¡Vivamos el Pentecostés!
- Rvdo. Alberto J. Díaz Rivera

- 7 jun
- 2 Min. de lectura
Hechos 2:1–13

El Pentecostés era una de las tres principales fiestas del pueblo de Israel, junto con la Pascua y los Tabernáculos. Era llamada también la Fiesta de la Ciega o de las Semanas. Se celebraba al terminar la cosecha de la cebada, cuando comenzaba la del trigo. Para esta fiesta, la gente de las comunidades pequeñas se reunía en una ciudad céntrica y, desde allí, hacían procesión hacia Jerusalén, llevando sus primeros frutos. En esta procesión, los israelitas traían a Dios el testimonio de la bendición que habían recibido con sus cosechas, y celebraban un gran banquete en el cual los hijos, los esclavos, los levitas, los extranjeros, los huérfanos y las viudas participaban. Para el tiempo del Nuevo Testamento, la tradición había ampliado el significado de esta fiesta, y se conmemoraba con ella el día en que Israel recibió la ley, la Torá.
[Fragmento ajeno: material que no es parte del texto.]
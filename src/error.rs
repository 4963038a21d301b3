//! Error taxonomy for the ERP workflow.
//!
//! Every library function returns [`ErpError`].  The pipeline wraps whatever
//! fails in a [`StageError`] so the caller learns which stage broke and on
//! which recording.
use std::fmt;

use thiserror::Error;

/// Failure of a single operation.
#[derive(Debug, Error)]
pub enum ErpError {
    /// An invalid parameter, e.g. a cutoff at or above Nyquist.
    #[error("configuration error: {0}")]
    Configuration(String),

    /// Malformed or unreadable recording container.
    #[error("data error: {0}")]
    Data(String),

    /// A stage could not produce its output, e.g. no epoch survived.
    #[error("processing error: {0}")]
    Processing(String),

    #[error("i/o error: {0}")]
    Io(#[from] std::io::Error),
}

impl ErpError {
    pub fn config(msg: impl Into<String>) -> Self {
        Self::Configuration(msg.into())
    }

    pub fn data(msg: impl Into<String>) -> Self {
        Self::Data(msg.into())
    }

    pub fn processing(msg: impl Into<String>) -> Self {
        Self::Processing(msg.into())
    }
}

pub type Result<T, E = ErpError> = std::result::Result<T, E>;

/// The pipeline stages, in execution order.
#[derive(Debug, Clone, Copy, PartialEq, Eq, PartialOrd, Ord, Hash)]
pub enum Stage {
    Configure,
    Read,
    Filter,
    Segment,
    Reject,
    Average,
    Write,
}

impl Stage {
    pub fn name(self) -> &'static str {
        match self {
            Stage::Configure => "configure",
            Stage::Read => "read",
            Stage::Filter => "filter",
            Stage::Segment => "segment",
            Stage::Reject => "reject",
            Stage::Average => "average",
            Stage::Write => "write",
        }
    }
}

impl fmt::Display for Stage {
    fn fmt(&self, f: &mut fmt::Formatter<'_>) -> fmt::Result {
        f.write_str(self.name())
    }
}

/// A pipeline failure tagged with the stage and the recording identifier.
#[derive(Debug, Error)]
#[error("[{stage}] {recording}: {source}")]
pub struct StageError {
    pub stage: Stage,
    pub recording: String,
    #[source]
    pub source: ErpError,
}

impl StageError {
    pub fn new(stage: Stage, recording: impl Into<String>, source: ErpError) -> Self {
        Self { stage, recording: recording.into(), source }
    }
}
Previo al evento del Pentecostés que nos relata el libro de los Hechos, Jesús había anunciado a sus seguidores que les sería dado el Espíritu Santo. También les había hablado sobre la misión del Espíritu, la cual sería una de convencer al ser humano de su pecado, de guiar a la verdad de Jesucristo y de poder proclamador. No obstante, el contexto en el cual el Espíritu Santo llega a la iglesia —una fiesta por la provisión de Dios y la conmemoración de la ley que les invitaba a amar a Dios y a su prójimo— también nos habla de su función. Así pues, el Espíritu Santo, además de guiar al ser humano a la verdad de Cristo y de obrar de manera sobrenatural en este, lo conduciría a una experiencia de amor a Dios y a sus semejantes.
¿Qué debe significar para nosotros el Pentecostés? Debe ser algo más que una celebración litúrgica, pues es el inicio de una misión, el camino hacia la verdad, el testimonio de la presencia divina, y, sobre todo, la proclamación del mandato del Señor de amarle y de amar a nuestro prójimo. ¡Vivamos el Pentecostés!